══ Supplied entries
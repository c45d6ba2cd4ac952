//! The sampled exercise and its word selections split by language.

use serde::Serialize;

use crate::history::{ExerciseRecord, LanguagePair, WordSelection};

/// Selected words for one language as parallel token and position lists.
///
/// Both lists always have the same length.
#[derive(Debug, Clone, Default, PartialEq, Eq, Serialize)]
pub struct SelectionChunks {
    tokens: Vec<String>,
    positions: Vec<usize>,
}

impl SelectionChunks {
    /// Appends one selected word.
    pub fn push(&mut self, token: impl Into<String>, position: usize) {
        self.tokens.push(token.into());
        self.positions.push(position);
    }

    /// Selected words, in recording order.
    #[must_use]
    pub fn tokens(&self) -> &[String] {
        &self.tokens
    }

    /// Sentence positions, parallel to [`Self::tokens`].
    #[must_use]
    pub fn positions(&self) -> &[usize] {
        &self.positions
    }

    /// Number of selections.
    #[must_use]
    pub fn len(&self) -> usize {
        self.tokens.len()
    }

    /// Whether nothing was selected.
    #[must_use]
    pub fn is_empty(&self) -> bool {
        self.tokens.is_empty()
    }

    /// `(token, position)` pairs.
    pub fn iter(&self) -> impl Iterator<Item = (&str, usize)> {
        self.tokens
            .iter()
            .map(String::as_str)
            .zip(self.positions.iter().copied())
    }
}

/// A past exercise chosen to enrich a generation prompt.
#[derive(Debug, Clone, PartialEq, Eq, Serialize)]
pub struct LearningContextCandidate {
    /// The exercise, grammar patterns included as recorded.
    pub exercise: ExerciseRecord,
    /// Words selected in the learner's language.
    pub source_selections: SelectionChunks,
    /// Words selected in the target language.
    pub target_selections: SelectionChunks,
}

impl LearningContextCandidate {
    /// Splits `selections` by language: those in the learner's language go
    /// to `source_selections`, every other one to `target_selections`.
    #[must_use]
    pub fn new(
        exercise: ExerciseRecord,
        selections: &[WordSelection],
        languages: &LanguagePair,
    ) -> Self {
        let mut source_selections = SelectionChunks::default();
        let mut target_selections = SelectionChunks::default();

        for selection in selections {
            if selection.language.eq_ignore_ascii_case(&languages.source) {
                source_selections.push(selection.word.clone(), selection.position);
            } else {
                if !selection.language.eq_ignore_ascii_case(&languages.target) {
                    tracing::debug!(
                        exercise_id = %exercise.id,
                        language = %selection.language,
                        "Filing selection outside the language pair under the target language"
                    );
                }
                target_selections.push(selection.word.clone(), selection.position);
            }
        }

        Self {
            exercise,
            source_selections,
            target_selections,
        }
    }

    /// Grammar patterns recorded for the exercise.
    #[must_use]
    pub fn grammar_patterns(&self) -> &[String] {
        &self.exercise.grammar_patterns
    }

    /// Whether there is anything to learn from: a grammar pattern or any
    /// recorded word selection.
    #[must_use]
    pub fn has_learning_data(&self) -> bool {
        !self.exercise.grammar_patterns.is_empty()
            || !self.source_selections.is_empty()
            || !self.target_selections.is_empty()
    }
}
//! The bounded repair loop behind structured extraction.

use serde::de::DeserializeOwned;
use tokio::time::Instant;
use tracing::Instrument;
use uuid::Uuid;

use super::config::ExtractionConfig;
use super::error::{AttemptError, AttemptErrorKind, ExtractionError, FailureReason};
use super::feedback::{parse_reply, RepairContext};
use super::metrics::{estimate_tokens, ExtractionMetrics};
use crate::chain::ProviderChainConfig;
use crate::fetcher::FallbackFetcher;
use crate::monitoring::{EventKind, MonitoringEvent};
use crate::schema::{prettify_errors, OutputSchema};

/// Caller-supplied domain check; `Some(message)` rejects the value.
pub type CustomValidator<T> = Box<dyn Fn(&T) -> Option<String> + Send + Sync>;

/// One extraction call: the prompt plus per-call overrides.
pub struct ExtractionRequest<T> {
    prompt: String,
    max_attempts: Option<usize>,
    repair_instructions: Option<String>,
    validator: Option<CustomValidator<T>>,
}

impl<T> ExtractionRequest<T> {
    /// Starts a request for `prompt`.
    #[must_use]
    pub fn new(prompt: impl Into<String>) -> Self {
        Self {
            prompt: prompt.into(),
            max_attempts: None,
            repair_instructions: None,
            validator: None,
        }
    }

    /// Overrides the attempt budget for this call.
    #[must_use]
    pub fn max_attempts(mut self, max: usize) -> Self {
        self.max_attempts = Some(max);
        self
    }

    /// Adds guidance appended to every repair prompt.
    #[must_use]
    pub fn repair_instructions(mut self, instructions: impl Into<String>) -> Self {
        self.repair_instructions = Some(instructions.into());
        self
    }

    /// Adds a domain check run after schema validation.
    #[must_use]
    pub fn validate_with<F>(mut self, validator: F) -> Self
    where
        F: Fn(&T) -> Option<String> + Send + Sync + 'static,
    {
        self.validator = Some(Box::new(validator));
        self
    }

    /// The original prompt.
    #[must_use]
    pub fn prompt(&self) -> &str {
        &self.prompt
    }
}

/// Terminal result of an extraction call.
#[derive(Debug, Clone)]
pub enum ExtractionOutcome<T> {
    /// A reply passed every check.
    Success {
        /// The decoded value.
        data: T,
        /// The reply it was decoded from.
        raw_response: String,
        /// Attempt that succeeded (1-indexed).
        attempts: usize,
        /// Failures before the successful attempt.
        previous_errors: Vec<AttemptError>,
        /// Timing and token estimates.
        metrics: ExtractionMetrics,
    },
    /// The attempt budget ran out.
    Failure {
        /// Outage versus bad output.
        reason: FailureReason,
        /// Attempts spent.
        attempts: usize,
        /// Every failure, in order.
        errors: Vec<AttemptError>,
        /// Timing and token estimates.
        metrics: ExtractionMetrics,
    },
}

impl<T> ExtractionOutcome<T> {
    /// Whether a value was extracted.
    #[must_use]
    pub const fn is_success(&self) -> bool {
        matches!(self, Self::Success { .. })
    }

    /// Attempts spent.
    #[must_use]
    pub const fn attempts(&self) -> usize {
        match self {
            Self::Success { attempts, .. } | Self::Failure { attempts, .. } => *attempts,
        }
    }

    /// Failures recorded along the way.
    #[must_use]
    pub fn errors(&self) -> &[AttemptError] {
        match self {
            Self::Success {
                previous_errors, ..
            } => previous_errors,
            Self::Failure { errors, .. } => errors,
        }
    }

    /// Timing and token estimates.
    #[must_use]
    pub const fn metrics(&self) -> &ExtractionMetrics {
        match self {
            Self::Success { metrics, .. } | Self::Failure { metrics, .. } => metrics,
        }
    }

    /// The extracted value, if any.
    #[must_use]
    pub const fn data(&self) -> Option<&T> {
        match self {
            Self::Success { data, .. } => Some(data),
            Self::Failure { .. } => None,
        }
    }

    /// Consumes the outcome, keeping only the extracted value.
    #[must_use]
    pub fn into_data(self) -> Option<T> {
        match self {
            Self::Success { data, .. } => Some(data),
            Self::Failure { .. } => None,
        }
    }
}

/// Turns prompts into schema-validated values, re-prompting with repair
/// instructions when a reply is missing or unusable.
#[derive(Debug, Clone)]
pub struct StructuredExtractor {
    fetcher: FallbackFetcher,
    config: ExtractionConfig,
}

impl StructuredExtractor {
    /// Creates an extractor with the default configuration.
    #[must_use]
    pub fn new(fetcher: FallbackFetcher) -> Self {
        Self {
            fetcher,
            config: ExtractionConfig::default(),
        }
    }

    /// Creates an extractor with the given configuration.
    #[must_use]
    pub const fn with_config(fetcher: FallbackFetcher, config: ExtractionConfig) -> Self {
        Self { fetcher, config }
    }

    /// The fetcher driving each attempt.
    #[must_use]
    pub const fn fetcher(&self) -> &FallbackFetcher {
        &self.fetcher
    }

    /// The configuration in use.
    #[must_use]
    pub const fn config(&self) -> &ExtractionConfig {
        &self.config
    }

    /// Runs the extraction loop for `request` over `chain`.
    ///
    /// Only a chain without a schema is an error; every backend or output
    /// problem ends up in the returned [`ExtractionOutcome`].
    pub async fn extract<T>(
        &self,
        chain: &ProviderChainConfig,
        request: ExtractionRequest<T>,
    ) -> Result<ExtractionOutcome<T>, ExtractionError>
    where
        T: DeserializeOwned,
    {
        let Some(schema) = chain.schema.as_ref() else {
            return Err(ExtractionError::MissingSchema {
                label: chain.display_label().to_string(),
            });
        };

        let span = tracing::info_span!(
            "extract",
            call_id = %Uuid::new_v4(),
            label = chain.display_label()
        );
        Ok(self.run(chain, schema, &request).instrument(span).await)
    }

    async fn run<T>(
        &self,
        chain: &ProviderChainConfig,
        schema: &OutputSchema,
        request: &ExtractionRequest<T>,
    ) -> ExtractionOutcome<T>
    where
        T: DeserializeOwned,
    {
        let start = Instant::now();
        let mut errors: Vec<AttemptError> = Vec::new();
        let mut input_tokens: usize = 0;
        let mut output_tokens: usize = 0;

        if chain.providers.is_empty() {
            self.fetcher.report_empty_chain(chain);
            let metrics = ExtractionMetrics {
                wall_time: start.elapsed(),
                ..ExtractionMetrics::default()
            };
            return self.fail(chain, errors, metrics);
        }

        let max_attempts = request
            .max_attempts
            .unwrap_or(self.config.max_attempts)
            .max(1);
        let repair = RepairContext {
            original_prompt: &request.prompt,
            repair_instructions: request.repair_instructions.as_deref(),
            schema: self
                .config
                .include_schema_in_repair
                .then(|| schema.as_value()),
            excerpt_chars: self.config.raw_excerpt_chars,
        };
        let mut current_prompt = request.prompt.clone();

        for attempt in 1..=max_attempts {
            input_tokens += estimate_tokens(&current_prompt);

            let Some(reply) = self.fetcher.fetch(&current_prompt, chain).await else {
                tracing::debug!(target: "lingua", attempt, max_attempts, "No reply from any provider");
                errors.push(AttemptError::no_response(attempt));
                continue;
            };
            output_tokens += estimate_tokens(&reply);

            match check_reply(&reply, schema, request.validator.as_ref()) {
                Ok(data) => {
                    tracing::debug!(target: "lingua", attempt, "Extraction succeeded");
                    return ExtractionOutcome::Success {
                        data,
                        raw_response: reply,
                        attempts: attempt,
                        previous_errors: errors,
                        metrics: ExtractionMetrics {
                            total_attempts: attempt,
                            wall_time: start.elapsed(),
                            estimated_input_tokens: input_tokens,
                            estimated_output_tokens: output_tokens,
                        },
                    };
                }
                Err((kind, message)) => {
                    tracing::debug!(target: "lingua", attempt, max_attempts, ?kind, %message, "Reply rejected");
                    current_prompt = repair.build(&reply, &message);
                    errors.push(AttemptError::with_reply(attempt, kind, message, &reply));
                }
            }
        }

        let metrics = ExtractionMetrics {
            total_attempts: errors.len(),
            wall_time: start.elapsed(),
            estimated_input_tokens: input_tokens,
            estimated_output_tokens: output_tokens,
        };
        self.fail(chain, errors, metrics)
    }

    fn fail<T>(
        &self,
        chain: &ProviderChainConfig,
        errors: Vec<AttemptError>,
        metrics: ExtractionMetrics,
    ) -> ExtractionOutcome<T> {
        let reason = FailureReason::classify(&errors);
        let attempts = errors.len();

        self.fetcher.sink().record(
            MonitoringEvent::new(
                EventKind::ExtractionFailed,
                format!("Structured extraction failed after {attempts} attempts"),
            )
            .param("label", chain.display_label())
            .param("attempts", attempts)
            .param("reason", serde_json::to_value(reason).unwrap_or_default())
            .param("errors", serde_json::to_value(&errors).unwrap_or_default()),
        );

        ExtractionOutcome::Failure {
            reason,
            attempts,
            errors,
            metrics,
        }
    }
}

/// Parse, schema-check and domain-check one reply.
fn check_reply<T>(
    reply: &str,
    schema: &OutputSchema,
    validator: Option<&CustomValidator<T>>,
) -> Result<T, (AttemptErrorKind, String)>
where
    T: DeserializeOwned,
{
    let value = parse_reply(reply).map_err(|e| (AttemptErrorKind::JsonParse, e.to_string()))?;

    let data: T = schema
        .validate_typed(&value)
        .map_err(|errors| (AttemptErrorKind::SchemaValidation, prettify_errors(&errors)))?;

    if let Some(problem) = validator
        .and_then(|check| check(&data))
        .filter(|message| !message.trim().is_empty())
    {
        return Err((AttemptErrorKind::CustomValidation, problem));
    }

    Ok(data)
}
//! Structured diagnostic events emitted by the fetcher and extractor.

use std::sync::{Mutex, PoisonError};

use serde::Serialize;
use serde_json::{Map, Value};

/// What happened.
#[derive(Debug, Clone, Copy, PartialEq, Eq, Serialize)]
#[serde(rename_all = "snake_case")]
pub enum EventKind {
    /// One backend failed or returned nothing.
    ProviderFailed,
    /// A backend other than the first produced the reply.
    FallbackUsed,
    /// Every backend in the chain failed.
    AllProvidersFailed,
    /// The chain has no backends at all.
    EmptyChain,
    /// Structured extraction ran out of attempts.
    ExtractionFailed,
}

/// A structured diagnostic event.
#[derive(Debug, Clone, Serialize)]
pub struct MonitoringEvent {
    /// Event category.
    pub kind: EventKind,
    /// Human-readable summary.
    pub message: String,
    /// Structured context (label, indices, attempts, ...).
    pub params: Map<String, Value>,
    /// Error text, when the event reports one.
    #[serde(skip_serializing_if = "Option::is_none")]
    pub error: Option<String>,
    /// Informational rather than a failure.
    pub is_info_level: bool,
}

impl MonitoringEvent {
    /// Creates a failure-level event with no params.
    #[must_use]
    pub fn new(kind: EventKind, message: impl Into<String>) -> Self {
        Self {
            kind,
            message: message.into(),
            params: Map::new(),
            error: None,
            is_info_level: false,
        }
    }

    /// Adds a param.
    #[must_use]
    pub fn param(mut self, key: &str, value: impl Into<Value>) -> Self {
        self.params.insert(key.to_string(), value.into());
        self
    }

    /// Attaches error text.
    #[must_use]
    pub fn error(mut self, error: impl Into<String>) -> Self {
        self.error = Some(error.into());
        self
    }

    /// Marks the event informational.
    #[must_use]
    pub const fn info(mut self) -> Self {
        self.is_info_level = true;
        self
    }
}

/// Receiver for diagnostic events.
pub trait MonitoringSink: Send + Sync {
    /// Records one event. Must not block for long; called inline.
    fn record(&self, event: MonitoringEvent);
}

/// Forwards events to `tracing`.
#[derive(Debug, Clone, Copy, Default)]
pub struct TracingSink;

impl MonitoringSink for TracingSink {
    fn record(&self, event: MonitoringEvent) {
        let params = Value::Object(event.params);
        let error = event.error.as_deref().unwrap_or("");

        if event.is_info_level {
            tracing::info!(target: "lingua", kind = ?event.kind, %params, "{}", event.message);
            return;
        }

        match event.kind {
            EventKind::AllProvidersFailed | EventKind::EmptyChain | EventKind::ExtractionFailed => {
                tracing::error!(target: "lingua", kind = ?event.kind, %params, error, "{}", event.message);
            }
            EventKind::ProviderFailed | EventKind::FallbackUsed => {
                tracing::warn!(target: "lingua", kind = ?event.kind, %params, error, "{}", event.message);
            }
        }
    }
}

/// Keeps events in memory, in arrival order.
#[derive(Debug, Default)]
pub struct MemorySink {
    events: Mutex<Vec<MonitoringEvent>>,
}

impl MemorySink {
    /// Returns an empty sink.
    #[must_use]
    pub fn new() -> Self {
        Self::default()
    }

    /// Snapshot of every recorded event.
    #[must_use]
    pub fn events(&self) -> Vec<MonitoringEvent> {
        self.events
            .lock()
            .unwrap_or_else(PoisonError::into_inner)
            .clone()
    }

    /// Recorded events of one kind.
    #[must_use]
    pub fn of_kind(&self, kind: EventKind) -> Vec<MonitoringEvent> {
        self.events()
            .into_iter()
            .filter(|event| event.kind == kind)
            .collect()
    }
}

impl MonitoringSink for MemorySink {
    fn record(&self, event: MonitoringEvent) {
        self.events
            .lock()
            .unwrap_or_else(PoisonError::into_inner)
            .push(event);
    }
}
════
→ **Exercise objective**: Scan the data for lines containing "span" and copy all of them.

→ **Exercise solution**:
        let span = tracing::info_span!(
        Ok(self.run(chain, schema, &request).instrument(span).await)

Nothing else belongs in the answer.